··· SUPPLIED ENTRIES

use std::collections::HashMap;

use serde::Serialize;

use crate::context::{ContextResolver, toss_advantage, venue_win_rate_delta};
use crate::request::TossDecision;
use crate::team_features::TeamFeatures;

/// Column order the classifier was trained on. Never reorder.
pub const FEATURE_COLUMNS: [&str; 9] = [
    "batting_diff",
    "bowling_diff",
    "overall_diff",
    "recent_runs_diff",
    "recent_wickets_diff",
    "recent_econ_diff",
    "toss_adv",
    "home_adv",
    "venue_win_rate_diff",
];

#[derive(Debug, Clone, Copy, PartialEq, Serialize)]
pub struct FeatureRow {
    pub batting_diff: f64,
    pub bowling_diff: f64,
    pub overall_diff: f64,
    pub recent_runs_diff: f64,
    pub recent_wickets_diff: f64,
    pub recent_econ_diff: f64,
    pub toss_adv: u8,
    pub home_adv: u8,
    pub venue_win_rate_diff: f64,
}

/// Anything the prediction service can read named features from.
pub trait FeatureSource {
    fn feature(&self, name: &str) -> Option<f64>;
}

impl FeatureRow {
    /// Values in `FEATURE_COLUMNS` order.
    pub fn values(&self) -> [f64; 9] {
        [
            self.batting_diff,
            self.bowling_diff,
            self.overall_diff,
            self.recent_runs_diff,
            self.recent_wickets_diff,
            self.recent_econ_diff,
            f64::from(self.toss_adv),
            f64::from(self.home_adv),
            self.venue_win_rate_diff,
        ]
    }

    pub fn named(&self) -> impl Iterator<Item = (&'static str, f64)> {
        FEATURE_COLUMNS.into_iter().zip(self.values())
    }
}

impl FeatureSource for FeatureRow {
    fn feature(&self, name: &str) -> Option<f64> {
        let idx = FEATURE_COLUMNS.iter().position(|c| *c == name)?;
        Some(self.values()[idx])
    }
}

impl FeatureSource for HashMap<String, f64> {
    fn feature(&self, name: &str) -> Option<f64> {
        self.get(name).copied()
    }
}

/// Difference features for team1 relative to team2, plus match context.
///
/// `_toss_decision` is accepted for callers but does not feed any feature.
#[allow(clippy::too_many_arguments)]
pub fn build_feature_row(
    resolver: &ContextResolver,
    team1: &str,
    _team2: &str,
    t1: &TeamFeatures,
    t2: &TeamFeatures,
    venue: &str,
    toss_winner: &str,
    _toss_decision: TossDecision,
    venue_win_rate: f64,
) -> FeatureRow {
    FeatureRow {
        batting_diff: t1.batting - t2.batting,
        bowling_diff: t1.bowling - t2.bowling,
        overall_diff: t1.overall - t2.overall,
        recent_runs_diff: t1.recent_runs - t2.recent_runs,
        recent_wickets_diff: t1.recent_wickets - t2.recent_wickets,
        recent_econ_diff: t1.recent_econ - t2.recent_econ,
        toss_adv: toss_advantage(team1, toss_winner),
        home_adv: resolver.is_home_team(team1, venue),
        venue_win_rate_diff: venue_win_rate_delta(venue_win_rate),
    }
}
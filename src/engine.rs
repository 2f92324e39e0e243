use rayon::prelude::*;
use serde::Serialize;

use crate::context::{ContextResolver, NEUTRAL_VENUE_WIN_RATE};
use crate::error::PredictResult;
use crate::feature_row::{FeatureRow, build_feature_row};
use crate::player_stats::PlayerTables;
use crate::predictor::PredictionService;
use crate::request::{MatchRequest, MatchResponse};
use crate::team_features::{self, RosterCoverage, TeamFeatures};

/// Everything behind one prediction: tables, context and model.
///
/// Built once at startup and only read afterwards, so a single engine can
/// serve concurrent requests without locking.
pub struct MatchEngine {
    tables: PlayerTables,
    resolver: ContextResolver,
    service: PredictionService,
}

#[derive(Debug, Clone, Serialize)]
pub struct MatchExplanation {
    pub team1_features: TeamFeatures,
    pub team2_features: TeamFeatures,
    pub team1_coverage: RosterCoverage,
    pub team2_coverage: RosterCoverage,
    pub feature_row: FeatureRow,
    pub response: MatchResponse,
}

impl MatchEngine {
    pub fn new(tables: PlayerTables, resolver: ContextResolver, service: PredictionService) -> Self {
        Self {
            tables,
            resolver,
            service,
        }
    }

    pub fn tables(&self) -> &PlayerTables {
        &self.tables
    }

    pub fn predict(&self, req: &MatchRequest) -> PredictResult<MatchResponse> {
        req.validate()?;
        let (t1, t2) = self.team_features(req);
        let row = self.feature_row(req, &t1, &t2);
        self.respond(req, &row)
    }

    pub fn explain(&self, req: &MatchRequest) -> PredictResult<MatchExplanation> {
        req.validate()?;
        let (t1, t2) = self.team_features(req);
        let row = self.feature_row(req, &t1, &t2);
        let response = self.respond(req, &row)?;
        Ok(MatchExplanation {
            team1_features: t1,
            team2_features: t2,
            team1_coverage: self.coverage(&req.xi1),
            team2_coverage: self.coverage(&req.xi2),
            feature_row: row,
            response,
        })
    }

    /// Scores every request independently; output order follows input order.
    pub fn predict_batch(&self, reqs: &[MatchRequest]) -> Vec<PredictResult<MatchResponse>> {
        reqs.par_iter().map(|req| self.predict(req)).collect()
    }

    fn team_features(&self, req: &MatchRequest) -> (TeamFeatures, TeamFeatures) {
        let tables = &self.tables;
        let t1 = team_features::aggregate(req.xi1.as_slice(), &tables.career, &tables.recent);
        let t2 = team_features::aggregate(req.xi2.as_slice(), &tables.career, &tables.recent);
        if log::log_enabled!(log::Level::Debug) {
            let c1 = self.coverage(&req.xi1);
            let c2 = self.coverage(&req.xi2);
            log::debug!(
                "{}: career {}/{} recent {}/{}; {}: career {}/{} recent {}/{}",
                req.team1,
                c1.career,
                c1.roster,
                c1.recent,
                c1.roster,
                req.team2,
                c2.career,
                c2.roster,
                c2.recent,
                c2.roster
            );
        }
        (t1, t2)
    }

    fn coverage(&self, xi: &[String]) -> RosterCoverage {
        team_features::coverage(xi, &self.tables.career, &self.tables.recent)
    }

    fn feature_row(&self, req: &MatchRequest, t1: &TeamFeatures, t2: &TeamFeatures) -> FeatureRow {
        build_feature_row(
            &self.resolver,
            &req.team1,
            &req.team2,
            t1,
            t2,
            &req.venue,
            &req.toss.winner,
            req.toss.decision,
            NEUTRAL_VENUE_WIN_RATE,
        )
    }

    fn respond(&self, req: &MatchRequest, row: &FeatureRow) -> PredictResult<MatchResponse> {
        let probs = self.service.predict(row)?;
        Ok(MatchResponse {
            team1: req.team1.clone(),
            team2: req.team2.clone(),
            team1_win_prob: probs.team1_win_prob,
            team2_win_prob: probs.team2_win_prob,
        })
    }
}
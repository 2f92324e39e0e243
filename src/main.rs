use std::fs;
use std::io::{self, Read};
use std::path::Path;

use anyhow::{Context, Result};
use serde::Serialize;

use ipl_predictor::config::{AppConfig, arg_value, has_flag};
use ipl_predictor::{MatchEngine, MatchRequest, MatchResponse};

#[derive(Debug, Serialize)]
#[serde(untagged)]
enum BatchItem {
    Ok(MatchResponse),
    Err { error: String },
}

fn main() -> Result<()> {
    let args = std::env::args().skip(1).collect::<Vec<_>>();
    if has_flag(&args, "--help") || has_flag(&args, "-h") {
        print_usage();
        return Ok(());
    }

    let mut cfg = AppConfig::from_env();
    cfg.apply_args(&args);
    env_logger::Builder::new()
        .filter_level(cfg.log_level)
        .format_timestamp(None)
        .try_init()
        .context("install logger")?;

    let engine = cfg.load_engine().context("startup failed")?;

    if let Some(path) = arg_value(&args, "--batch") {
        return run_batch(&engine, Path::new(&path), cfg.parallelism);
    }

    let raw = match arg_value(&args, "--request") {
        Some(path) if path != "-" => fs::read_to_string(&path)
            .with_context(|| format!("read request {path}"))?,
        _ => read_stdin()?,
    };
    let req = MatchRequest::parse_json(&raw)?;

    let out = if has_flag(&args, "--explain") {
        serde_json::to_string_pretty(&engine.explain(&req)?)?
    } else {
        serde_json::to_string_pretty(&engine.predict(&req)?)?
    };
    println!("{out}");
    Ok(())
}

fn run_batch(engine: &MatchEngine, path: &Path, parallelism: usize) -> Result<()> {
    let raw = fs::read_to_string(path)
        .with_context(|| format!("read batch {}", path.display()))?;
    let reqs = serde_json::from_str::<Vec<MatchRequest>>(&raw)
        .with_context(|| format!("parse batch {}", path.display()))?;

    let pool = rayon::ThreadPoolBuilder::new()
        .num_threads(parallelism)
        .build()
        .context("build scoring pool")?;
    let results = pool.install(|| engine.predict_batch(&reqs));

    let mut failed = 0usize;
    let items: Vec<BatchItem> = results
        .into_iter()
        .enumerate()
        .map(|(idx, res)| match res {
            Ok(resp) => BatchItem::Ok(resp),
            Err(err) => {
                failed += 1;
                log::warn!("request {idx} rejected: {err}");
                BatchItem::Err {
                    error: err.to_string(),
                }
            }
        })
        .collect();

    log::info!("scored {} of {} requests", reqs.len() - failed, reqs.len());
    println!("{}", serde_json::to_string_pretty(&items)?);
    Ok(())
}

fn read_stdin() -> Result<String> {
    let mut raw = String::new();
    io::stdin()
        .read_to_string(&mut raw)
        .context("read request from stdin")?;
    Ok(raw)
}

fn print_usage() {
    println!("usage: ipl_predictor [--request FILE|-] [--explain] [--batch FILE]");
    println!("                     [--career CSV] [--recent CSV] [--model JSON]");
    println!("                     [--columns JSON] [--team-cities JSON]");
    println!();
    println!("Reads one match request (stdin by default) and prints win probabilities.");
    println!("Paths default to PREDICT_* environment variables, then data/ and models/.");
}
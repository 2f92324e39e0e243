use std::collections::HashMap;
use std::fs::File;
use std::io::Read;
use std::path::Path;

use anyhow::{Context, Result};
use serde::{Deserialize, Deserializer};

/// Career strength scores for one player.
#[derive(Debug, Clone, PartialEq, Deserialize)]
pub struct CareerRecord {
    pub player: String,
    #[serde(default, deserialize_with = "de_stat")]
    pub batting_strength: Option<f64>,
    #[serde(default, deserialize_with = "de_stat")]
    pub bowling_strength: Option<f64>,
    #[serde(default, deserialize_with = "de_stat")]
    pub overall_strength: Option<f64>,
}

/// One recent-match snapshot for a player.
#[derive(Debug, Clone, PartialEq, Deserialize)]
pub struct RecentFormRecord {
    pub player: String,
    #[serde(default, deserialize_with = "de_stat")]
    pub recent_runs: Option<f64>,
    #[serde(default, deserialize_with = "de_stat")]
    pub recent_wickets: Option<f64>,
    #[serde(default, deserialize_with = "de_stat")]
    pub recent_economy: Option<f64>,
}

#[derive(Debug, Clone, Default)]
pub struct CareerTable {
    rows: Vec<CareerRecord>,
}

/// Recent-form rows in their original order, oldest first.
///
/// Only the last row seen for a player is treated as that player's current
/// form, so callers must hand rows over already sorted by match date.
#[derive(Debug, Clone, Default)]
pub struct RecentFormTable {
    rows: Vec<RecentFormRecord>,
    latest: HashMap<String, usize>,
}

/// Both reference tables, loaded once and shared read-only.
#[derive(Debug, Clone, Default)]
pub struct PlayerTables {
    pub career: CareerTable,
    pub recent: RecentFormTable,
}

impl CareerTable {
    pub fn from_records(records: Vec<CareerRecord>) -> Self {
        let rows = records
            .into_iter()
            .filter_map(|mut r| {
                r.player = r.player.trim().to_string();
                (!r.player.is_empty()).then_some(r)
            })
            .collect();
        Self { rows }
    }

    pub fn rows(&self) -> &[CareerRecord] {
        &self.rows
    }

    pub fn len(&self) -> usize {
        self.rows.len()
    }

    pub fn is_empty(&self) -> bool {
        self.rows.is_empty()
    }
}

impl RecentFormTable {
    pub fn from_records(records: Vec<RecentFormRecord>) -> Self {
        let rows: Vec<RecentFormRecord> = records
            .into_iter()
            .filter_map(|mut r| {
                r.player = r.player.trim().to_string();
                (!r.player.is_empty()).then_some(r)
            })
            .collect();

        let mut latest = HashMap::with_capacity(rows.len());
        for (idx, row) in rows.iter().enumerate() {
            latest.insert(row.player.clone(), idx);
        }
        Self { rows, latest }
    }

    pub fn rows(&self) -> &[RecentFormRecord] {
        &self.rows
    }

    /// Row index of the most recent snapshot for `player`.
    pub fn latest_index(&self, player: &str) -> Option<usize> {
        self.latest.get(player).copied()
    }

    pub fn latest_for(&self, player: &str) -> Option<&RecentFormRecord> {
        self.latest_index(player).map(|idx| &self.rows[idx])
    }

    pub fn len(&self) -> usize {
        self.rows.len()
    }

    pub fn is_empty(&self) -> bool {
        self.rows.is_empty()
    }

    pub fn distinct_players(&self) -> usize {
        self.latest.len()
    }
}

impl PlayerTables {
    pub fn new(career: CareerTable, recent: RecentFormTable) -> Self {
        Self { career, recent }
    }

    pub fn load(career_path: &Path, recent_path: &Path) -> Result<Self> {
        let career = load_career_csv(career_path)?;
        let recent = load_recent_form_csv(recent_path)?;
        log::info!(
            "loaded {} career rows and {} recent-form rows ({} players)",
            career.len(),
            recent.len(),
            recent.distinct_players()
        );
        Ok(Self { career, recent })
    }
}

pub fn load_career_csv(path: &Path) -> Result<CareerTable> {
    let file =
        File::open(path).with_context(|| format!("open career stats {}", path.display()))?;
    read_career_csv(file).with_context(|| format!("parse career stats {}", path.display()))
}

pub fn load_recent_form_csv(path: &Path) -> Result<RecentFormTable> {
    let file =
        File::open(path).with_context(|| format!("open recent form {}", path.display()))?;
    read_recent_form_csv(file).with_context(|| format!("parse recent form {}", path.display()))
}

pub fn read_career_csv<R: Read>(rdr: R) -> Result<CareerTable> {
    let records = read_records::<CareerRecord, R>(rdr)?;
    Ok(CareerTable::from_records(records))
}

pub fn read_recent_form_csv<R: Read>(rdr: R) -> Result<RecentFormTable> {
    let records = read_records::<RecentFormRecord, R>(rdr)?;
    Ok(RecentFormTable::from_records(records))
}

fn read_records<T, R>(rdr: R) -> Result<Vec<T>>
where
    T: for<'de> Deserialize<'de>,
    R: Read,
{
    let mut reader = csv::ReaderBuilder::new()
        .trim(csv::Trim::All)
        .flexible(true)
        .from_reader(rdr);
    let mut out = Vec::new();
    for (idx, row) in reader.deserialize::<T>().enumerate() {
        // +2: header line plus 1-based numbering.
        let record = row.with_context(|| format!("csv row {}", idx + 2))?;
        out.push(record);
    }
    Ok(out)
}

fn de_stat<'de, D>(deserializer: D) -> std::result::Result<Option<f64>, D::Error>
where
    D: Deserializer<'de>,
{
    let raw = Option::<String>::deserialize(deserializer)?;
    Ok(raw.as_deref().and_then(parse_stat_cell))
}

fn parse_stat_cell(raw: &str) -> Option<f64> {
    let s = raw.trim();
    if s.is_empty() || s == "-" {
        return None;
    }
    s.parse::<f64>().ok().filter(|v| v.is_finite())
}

······

Note every line of the records that holds the word "AppConfig", and copy it.

*EXPECTED ANSWER*
use ipl_predictor::config::{AppConfig, arg_value, has_flag};
    let mut cfg = AppConfig::from_env();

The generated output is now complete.